APRA releases latest climate risk self-assessment findings
APRA has released the findings of its latest climate risk self-assessment survey conducted across the banking, insurance and superannuation industries.
The survey was voluntary and designed to reveal how entities regulated by APRA are orienting their activities with the expectations found in Prudential Practice Guide CPG 229 Climate Change Financial Risks (CPG 229). CPG 229 was released last November and provides guidance to APRA regulated entities on how they can manage financial risks and opportunities that might flow from climate change.
Responses from 64 medium to large institutions reflect a general alignment to APRA guidance, particularly in the areas of governance and disclosure. However, only a small proportion of survey participants indicated that they have fully embedded climate risk across their risk management framework.

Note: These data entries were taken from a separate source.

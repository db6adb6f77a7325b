use std::collections::BTreeMap;

use serde::{Deserialize, Serialize};

/// User-provided `name -> value` substitutions stored next to a setting
/// row. Persisted as one JSON object.
pub type Variables = BTreeMap<String, String>;

/// One Open Graph `<meta>` entry beyond the five canonical properties.
#[derive(Debug, Clone, Default, PartialEq, Eq, Serialize, Deserialize)]
pub struct OpenGraphMetadata {
  #[serde(rename = "Property")]
  pub property: String,
  #[serde(rename = "Content")]
  pub content: String,
}

/// Opaque reference to a media-library asset carrying a URL.
///
/// The engine never talks to media storage; it only derives style
/// variants from the stored URL. The renderer requests the `"og"` style.
#[derive(Debug, Clone, Default, PartialEq, Eq, Serialize, Deserialize)]
pub struct MediaRef {
  #[serde(rename = "Url", default, skip_serializing_if = "String::is_empty")]
  pub url: String,
  #[serde(rename = "Description", default, skip_serializing_if = "String::is_empty")]
  pub description: String,
}

impl MediaRef {
  pub fn is_empty(&self) -> bool {
    self.url.is_empty()
  }

  /// The URL of the requested style variant, derived as
  /// `{stem}.{style}{ext}` from the stored URL. Empty style yields the
  /// bare URL; an empty reference yields `""`.
  pub fn url(&self, style: &str) -> String {
    if self.url.is_empty() {
      return String::new();
    }
    if style.is_empty() {
      return self.url.clone();
    }
    let last_segment = self.url.rfind('/').map_or(0, |i| i + 1);
    match self.url[last_segment..].rfind('.') {
      Some(dot) => {
        let (stem, ext) = self.url.split_at(last_segment + dot);
        format!("{stem}.{style}{ext}")
      }
      None => format!("{}.{style}", self.url),
    }
  }
}

/// The editable template record behind one SEO node at one locale.
///
/// Every string field may contain `{{name}}` placeholder tokens. The
/// record round-trips to a single JSON blob for persistence; an empty
/// setting serializes to `{}`. JSON keys keep their historical spelling
/// so existing rows stay readable.
#[derive(Debug, Clone, Default, PartialEq, Serialize, Deserialize)]
pub struct Setting {
  #[serde(rename = "Title", default, skip_serializing_if = "String::is_empty")]
  pub title: String,
  #[serde(rename = "Description", default, skip_serializing_if = "String::is_empty")]
  pub description: String,
  #[serde(rename = "Keywords", default, skip_serializing_if = "String::is_empty")]
  pub keywords: String,
  #[serde(rename = "OpenGraphTitle", default, skip_serializing_if = "String::is_empty")]
  pub open_graph_title: String,
  #[serde(rename = "OpenGraphDescription", default, skip_serializing_if = "String::is_empty")]
  pub open_graph_description: String,
  #[serde(rename = "OpenGraphURL", default, skip_serializing_if = "String::is_empty")]
  pub open_graph_url: String,
  #[serde(rename = "OpenGraphType", default, skip_serializing_if = "String::is_empty")]
  pub open_graph_type: String,
  #[serde(rename = "OpenGraphImageURL", default, skip_serializing_if = "String::is_empty")]
  pub open_graph_image_url: String,
  #[serde(rename = "OpenGraphImageFromMediaLibrary", default, skip_serializing_if = "MediaRef::is_empty")]
  pub open_graph_image_from_media_library: MediaRef,
  #[serde(rename = "OpenGraphMetadata", default, skip_serializing_if = "Vec::is_empty")]
  pub open_graph_metadata: Vec<OpenGraphMetadata>,
  #[serde(rename = "EnabledCustomize", default, skip_serializing_if = "std::ops::Not::not")]
  pub enabled_customize: bool,
}

impl Setting {
  /// True iff every string field is empty, the media reference carries no
  /// URL, and the metadata list is empty. `enabled_customize` does not
  /// count.
  pub fn is_empty(&self) -> bool {
    self.title.is_empty()
      && self.description.is_empty()
      && self.keywords.is_empty()
      && self.open_graph_title.is_empty()
      && self.open_graph_description.is_empty()
      && self.open_graph_url.is_empty()
      && self.open_graph_type.is_empty()
      && self.open_graph_image_url.is_empty()
      && self.open_graph_image_from_media_library.is_empty()
      && self.open_graph_metadata.is_empty()
  }

  /// Overlay `stronger` on top of `self`, field by field: a field of
  /// `stronger` wins whenever it is non-empty. The media reference's
  /// `"og"` style acts as a fallback source for `open_graph_image_url`
  /// when the explicit field is empty.
  pub fn merge_over(&mut self, stronger: &Setting) {
    fn put(dst: &mut String, src: &str) {
      if !src.is_empty() {
        *dst = src.to_string();
      }
    }
    put(&mut self.title, &stronger.title);
    put(&mut self.description, &stronger.description);
    put(&mut self.keywords, &stronger.keywords);
    put(&mut self.open_graph_title, &stronger.open_graph_title);
    put(&mut self.open_graph_description, &stronger.open_graph_description);
    put(&mut self.open_graph_url, &stronger.open_graph_url);
    put(&mut self.open_graph_type, &stronger.open_graph_type);
    if !stronger.open_graph_image_url.is_empty() {
      self.open_graph_image_url = stronger.open_graph_image_url.clone();
    } else {
      let og_variant = stronger.open_graph_image_from_media_library.url("og");
      if !og_variant.is_empty() {
        self.open_graph_image_url = og_variant;
      }
    }
    if !stronger.open_graph_image_from_media_library.is_empty() {
      self.open_graph_image_from_media_library =
        stronger.open_graph_image_from_media_library.clone();
    }
    if !stronger.open_graph_metadata.is_empty() {
      self.open_graph_metadata = stronger.open_graph_metadata.clone();
    }
  }
}

/// Parse the admin UI's two-column CSV (`Property,Content` per row) into
/// a metadata list. Rows with a different column count are skipped; a
/// malformed input yields an empty list.
pub fn og_metadata_from_csv(input: &str) -> Vec<OpenGraphMetadata> {
  let mut reader = csv::ReaderBuilder::new()
    .has_headers(false)
    .flexible(true)
    .from_reader(input.as_bytes());
  let mut metadata = Vec::new();
  for record in reader.records() {
    let Ok(record) = record else {
      return Vec::new();
    };
    if record.len() != 2 {
      continue;
    }
    metadata.push(OpenGraphMetadata {
      property: record[0].to_string(),
      content: record[1].to_string(),
    });
  }
  metadata
}

/// Serialize a metadata list to the admin UI's two-column CSV form,
/// preserving row order.
pub fn og_metadata_to_csv(metadata: &[OpenGraphMetadata]) -> String {
  let mut writer = csv::WriterBuilder::new().has_headers(false).from_writer(Vec::new());
  for m in metadata {
    if writer.write_record([m.property.as_str(), m.content.as_str()]).is_err() {
      return String::new();
    }
  }
  writer
    .into_inner()
    .ok()
    .and_then(|buf| String::from_utf8(buf).ok())
    .unwrap_or_default()
}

Other main observations from the entities’ survey responses include:
- four out of five boards oversee climate risk on a regular basis, while just under 63% of institutions have incorporated climate risk into their strategic planning process;
- approximately 40% of institutions said climate-related events could have a material or moderate impact on their operations;
- nearly 73% of institutions said they had one or more climate-related targets in place, however 23% of institutions do not have metrics to manage climate risks; and
- 68% of institutions said they have publicly disclosed their approach to measuring and managing climate risks with 90% of those aligning their disclosure to the Taskforce for Climate-related Financial Disclosures framework.
APRA’s announcement can be accessed here. A full copy of the survey findings can be found here.
APRA publishes superannuation statistics for June 2022
On 23 August 2022, APRA published their Quarterly Superannuation Performance statistics for the June 2022 quarter.
Key figures include:
- a 0.5% decrease in total superannuation assets from $3,327.9 billion to $3,312.5 billion, reflecting volatility in financial markets following global interest rate increases as a result of high levels of inflation, constrained supply chains and ongoing uncertainty stemming from the conflict in Ukraine.
- a 15.2% increase in contributions totalling $146.5 billion over the year, compared to the previous year, reflecting record low unemployment rates.
- a 9.5% decrease in benefit payments totalling $85.8 billion over the year, compared to the previous year, reflecting benefit payments returning to longer term trends after the closure of the Early Release Scheme.
APRA’s announcement can be accessed here. A full copy of the superannuation statistics for the June 2022 quarter can be found here.
APRA publishes general insurance statistics for June 2022
On 25 August 2022, APRA published their Quarterly General Insurance Performance Statistics and Quarterly General Institution-level Statistics for the June 2022 quarter.
Key figures include:
- a net profit of $924 million with a return on net assets of 3.1%, a minor increase in net profit. APRA stated that this increase was driven by a stronger underwriting result, reflecting the impact of premium increases on all classes of business;
- gross claims expenses increased in NSW and south east Queensland due to the floods in the March quarter; and
- investment loss in the industry was reported to be $ 2.8 billion, driven by unrealised losses on interest-bearing investments due to increases in bond yields in previous quarters.
APRA’s announcement can be accessed here. A full copy of the general insurance statistics for the June 2022 quarter can be found here.